In this tutorial, we are going to ingest model data from the [Facebook DETR](https://huggingface.co/facebook/detr-resnet-101) using input images from the [COCO dataset](https://cocodataset.org/#home).


Guides for other model types are available [here](https://docs.arize.com/arize/sending-data-to-arize/model-types).

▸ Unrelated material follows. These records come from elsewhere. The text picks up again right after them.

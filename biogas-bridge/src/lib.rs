pub mod bus;
pub mod calibration;
pub mod config;
pub mod correlation;
pub mod error;
pub mod handlers;
pub mod pipeline;
pub mod tls;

# Step 0. Install Dependencies and Import Libraries 📚

In [None]:
!pip install arize 
from arize.pandas.logger import Client, Schema
from arize.utils.types import Environments, ModelTypes, EmbeddingColumnNames, Schema, ObjectDetectionColumnNames
import pandas as pd
import uuid
import requests
import numpy as np
import datetime


# Step 1. Download and Display the data

We have curated a dataset for you so that you can send it to Arize in this tutorial.

In [None]:
url="https://storage.googleapis.com/arize-assets/fixtures/Embeddings/arize-demo-models-data/CV/Object-Detection/raw_data_with_predictions_and_embeddings_Object_Detection_no_negatives.parquet"
df = pd.read_parquet(url)

In [None]:
df.head()

# Step 2. Prepare your data to be sent to Arize


## Add Timestamps for Predictions

In [None]:
current_time = datetime.datetime.now().timestamp()

earlier_time = (
    datetime.datetime.now() - datetime.timedelta(days=30)
).timestamp()

optional_prediction_timestamps = np.linspace(
    earlier_time, current_time, num=df.shape[0]
)

df["prediction_ts"] = pd.Series(optional_prediction_timestamps.astype(int))
df[["prediction_ts"]].head()

## Add prediction ids

The Arize platform uses prediction IDs to link a prediction to an actual. Visit the [Arize documentation](https://docs.arize.com/arize/data-ingestion/model-schema/5.-prediction-id?q=prediction_id) for more details.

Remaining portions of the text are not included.